Используя их терминологию, какого рода «социальная потребность» могла бы сделать так, чтобы мое американское существование не было лишено смысла, пусть хоть для кого-нибудь в Польше? Для кого? Не для тех, кому впору детские штанишки. Но наверняка кроме этой искусственной, детской, посредственной, робкой действительности в Польше где-то притаилось и ждет своего часа иное понимание, проницательное, острое, трезвое, не желающее само себя обманывать, иной тон, более разумный, гораздо более зрелый.

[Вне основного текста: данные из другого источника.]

//! Contains a thread-safe pool of halftoning scratch space.

use crate::{GrayBuffer, HalftoneError, Halftoner, DEFAULT_WIDTH_LIMIT};
use log::trace;
#[cfg(feature = "threads")]
use rayon::prelude::*;
use std::{
    num::NonZeroUsize,
    ops::{Deref, DerefMut},
    sync::{Mutex, MutexGuard, PoisonError},
};

/// A thread-safe pool of scratch space for halftoning.
///
/// Each call to [`ScratchPool::checkout`] hands out a [`Halftoner`] that has exclusive use
/// of its scratch space until the returned guard is dropped,
/// so images halftoned on different threads never share error rows.
///
/// # Examples
/// ```
/// # use halftone::{GrayBuffer, ScratchPool, HalftoneError};
/// # fn main() -> Result<(), HalftoneError> {
/// let pool = ScratchPool::default();
///
/// std::thread::scope(|s| {
///     for gray in [40, 90, 140, 190] {
///         let pool = &pool;
///         s.spawn(move || -> Result<(), HalftoneError> {
///             let mut pixels = vec![gray; 64 * 64];
///             pool.halftone(GrayBuffer::new(&mut pixels, 64, 64)?)?;
///             assert!(pixels.iter().all(|&p| p == 0 || p == 255));
///             Ok(())
///         });
///     }
/// });
/// # Ok(())
/// # }
/// ```
#[derive(Debug)]
pub struct ScratchPool {
    /// Scratch buffers that are not checked out.
    idle: Mutex<Vec<Vec<i32>>>,
    /// The width limit given to each checked out [`Halftoner`].
    width_limit: u32,
    /// The maximum number of idle buffers to keep.
    max_idle: usize,
}

impl ScratchPool {
    /// Creates a new, empty [`ScratchPool`].
    ///
    /// Every [`Halftoner`] checked out from the pool rejects images with a width
    /// at or above `width_limit`, and at most `max_idle` buffers are kept between checkouts.
    #[must_use]
    pub fn new(width_limit: u32, max_idle: usize) -> Self {
        Self {
            idle: Mutex::new(Vec::with_capacity(max_idle)),
            width_limit,
            max_idle,
        }
    }

    /// Gets the width limit for this [`ScratchPool`].
    #[must_use]
    pub const fn width_limit(&self) -> u32 {
        self.width_limit
    }

    /// Gets the maximum number of idle buffers kept by this [`ScratchPool`].
    #[must_use]
    pub const fn max_idle(&self) -> usize {
        self.max_idle
    }

    /// Returns the number of buffers currently waiting in the pool.
    #[must_use]
    pub fn idle(&self) -> usize {
        self.lock().len()
    }

    /// Locks the idle list.
    ///
    /// A poisoned lock is still usable, since every buffer is reseeded on checkout.
    fn lock(&self) -> MutexGuard<'_, Vec<Vec<i32>>> {
        self.idle.lock().unwrap_or_else(PoisonError::into_inner)
    }

    /// Checks out a [`Halftoner`] with exclusive use of a scratch buffer.
    ///
    /// The buffer returns to the pool when the guard is dropped.
    #[must_use]
    pub fn checkout(&self) -> ScratchGuard<'_> {
        let scratch = self.lock().pop();
        if scratch.is_none() {
            trace!("halftone scratch pool empty, starting a new buffer");
        }
        ScratchGuard {
            pool: self,
            halftoner: Halftoner::from_scratch(scratch.unwrap_or_default(), self.width_limit),
        }
    }

    /// Returns a scratch buffer to the pool, dropping it if the pool is full.
    fn release(&self, scratch: Vec<i32>) {
        if scratch.is_empty() {
            return;
        }

        let mut idle = self.lock();
        if idle.len() < self.max_idle {
            idle.push(scratch);
        } else {
            trace!("halftone scratch pool full, dropping a buffer");
        }
    }

    /// Halftones the given image in place using pooled scratch space.
    ///
    /// # Errors
    /// Returns an error, without modifying the image,
    /// if the image width is at or above [`ScratchPool::width_limit`].
    pub fn halftone(&self, image: GrayBuffer) -> Result<(), HalftoneError> {
        self.checkout().halftone(image)
    }

    /// Checks every image against the width limit.
    #[cfg(feature = "threads")]
    fn check_widths(&self, images: &[GrayBuffer]) -> Result<(), HalftoneError> {
        match images.iter().find(|image| image.width() >= self.width_limit) {
            Some(image) => Err(HalftoneError::WidthLimit {
                width: image.width(),
                limit: self.width_limit,
            }),
            None => Ok(()),
        }
    }

    /// Halftones each of the given images in place, in parallel.
    ///
    /// Each image is processed start to finish by a single thread;
    /// only separate images run concurrently.
    ///
    /// # Errors
    /// Returns an error, without modifying any image,
    /// if any image width is at or above [`ScratchPool::width_limit`].
    #[cfg(feature = "threads")]
    pub fn halftone_batch_par(&self, images: &mut [GrayBuffer]) -> Result<(), HalftoneError> {
        self.check_widths(images)?;

        images
            .par_iter_mut()
            .try_for_each_init(|| self.checkout(), |guard, image| guard.halftone(image.reborrow()))
    }
}

impl Default for ScratchPool {
    fn default() -> Self {
        let threads = std::thread::available_parallelism().map_or(4, NonZeroUsize::get);
        Self::new(DEFAULT_WIDTH_LIMIT, threads)
    }
}

/// A [`Halftoner`] checked out from a [`ScratchPool`].
///
/// The scratch space returns to the pool when this is dropped.
#[derive(Debug)]
pub struct ScratchGuard<'a> {
    /// The pool to return the scratch space to.
    pool: &'a ScratchPool,
    /// The halftoner holding the checked out scratch space.
    halftoner: Halftoner,
}

impl Deref for ScratchGuard<'_> {
    type Target = Halftoner;

    fn deref(&self) -> &Self::Target {
        &self.halftoner
    }
}

impl DerefMut for ScratchGuard<'_> {
    fn deref_mut(&mut self) -> &mut Self::Target {
        &mut self.halftoner
    }
}

impl Drop for ScratchGuard<'_> {
    fn drop(&mut self) {
        self.pool.release(self.halftoner.take_scratch());
    }
}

Моя задача могла бы состоять в том, чтобы расслышать именно этот польский звук, добраться до поляка, трагического и сознающего трагизм своего положения. Но не затем, чтобы пичкать его другими иллюзиями, что-либо облегчать ему. Я хочу выразить абсолютность того польского требования, которое стремится к полному знанию и полной экзистенции. Не парадокс ли, что я, тот самый, который не в ладах с сознанием в его философском аспекте, тем не менее должен (и это сильнее меня) бороться за него, требовать его как непременного условия нашей человечности?

И еще одно: важно, чтобы трагизм не превратился в катастрофу. Люди попали меж железных шестерней коллективной жизни без надлежащей исторической подготовки, которая могла бы сделать их индивидуальную жизнь необоримой, а потому — многие из них сегодня просто не знают, как оставаться собой, как оставаться честным, порядочным, живым, как удержаться в себе, не кучкуясь под знаменем и не прячась в систему, в догму, в веру. Они беспомощны и унижены. Вот я и говорю, что надо выработать стиль индивидуальной жизни, да такой экстремальный, чтобы он держал напор.

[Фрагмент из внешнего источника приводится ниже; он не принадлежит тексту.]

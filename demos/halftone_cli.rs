#![deny(unsafe_code, unsafe_op_in_unsafe_fn)]
#![warn(
    clippy::use_debug,
    clippy::dbg_macro,
    clippy::todo,
    clippy::unimplemented,
    clippy::unneeded_field_pattern,
    clippy::rest_pat_in_fully_bound_structs,
    clippy::unnecessary_self_imports,
    clippy::str_to_string,
    clippy::string_to_string,
    clippy::string_slice
)]

use std::{
    fs::File,
    io::{BufWriter, Write},
    path::{Path, PathBuf},
    time::Instant,
};

use clap::Parser;
use halftone::{GrayBuffer, Halftoner, PackedImage, DEFAULT_WIDTH_LIMIT};
use image::imageops::FilterType;
use log::info;

#[derive(Parser)]
pub struct Options {
    /// Any image format the `image` crate can decode. Color images are converted to luma.
    input: PathBuf,

    /// Written as a binary PBM (P4) if the extension is `.pbm`, otherwise by the `image` crate.
    output: PathBuf,

    /// Resize the image to this width before halftoning, keeping the aspect ratio.
    #[arg(long)]
    width: Option<u32>,

    /// Reject images at or above this width.
    #[arg(long, default_value_t = DEFAULT_WIDTH_LIMIT)]
    width_limit: u32,

    /// Invert the image before halftoning.
    #[arg(long)]
    invert: bool,
}

fn write_pbm(path: &Path, packed: &PackedImage) -> std::io::Result<()> {
    let mut out = BufWriter::new(File::create(path)?);
    write!(out, "P4\n{} {}\n", packed.width(), packed.height())?;
    // PBM uses set bits for black
    let bytes = packed.as_raw_slice().iter().map(|&b| !b).collect::<Vec<_>>();
    out.write_all(&bytes)?;
    out.flush()
}

fn main() -> Result<(), Box<dyn std::error::Error>> {
    env_logger::Builder::from_default_env()
        .format_timestamp_micros()
        .init();

    let options = Options::parse();

    let mut image = image::open(&options.input)?;
    if let Some(width) = options.width {
        let height = (u64::from(image.height()) * u64::from(width) / u64::from(image.width()))
            .try_into()
            .unwrap_or(u32::MAX);
        image = image.resize_exact(width, height.max(1), FilterType::Triangle);
    }
    let mut image = image.into_luma8();
    if options.invert {
        image::imageops::invert(&mut image);
    }

    let (width, height) = image.dimensions();
    info!("loaded {}: {width}x{height}", options.input.display());

    let start = Instant::now();
    Halftoner::with_width_limit(options.width_limit).halftone_image(&mut image)?;
    info!("halftoned in {:?}", start.elapsed());

    let is_pbm = options
        .output
        .extension()
        .is_some_and(|ext| ext.eq_ignore_ascii_case("pbm"));

    if is_pbm {
        let packed = GrayBuffer::try_from(&mut image)?.pack();
        write_pbm(&options.output, &packed)?;
    } else {
        image.save(&options.output)?;
    }

    info!("wrote {}", options.output.display());
    Ok(())
}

Что для польской культуры — вне зависимости от того, в каком направлении она будет развиваться, — может быть важнее, чем создание стиля, рассчитанного на нашу зрелость? Этот modus vivendi[124] должен быть определен, ибо только на основе такого стремления сознания может строиться польская аутентичность в будущем. Если поляк поверит в то, что он подлый, потому что сознает… если даст убедить себя, что он импотент… ну тогда долго нам оставаться в детстве…

Но этому я учить не могу — я не учитель — я могу лишь заражать моим образом жизни, представленным моими книгами и этим вот дневником.

Вторник

Польша, оттепель, возвращение, коммунизм, как я здесь очутился, зачем вдаюсь в подробности моей судьбы?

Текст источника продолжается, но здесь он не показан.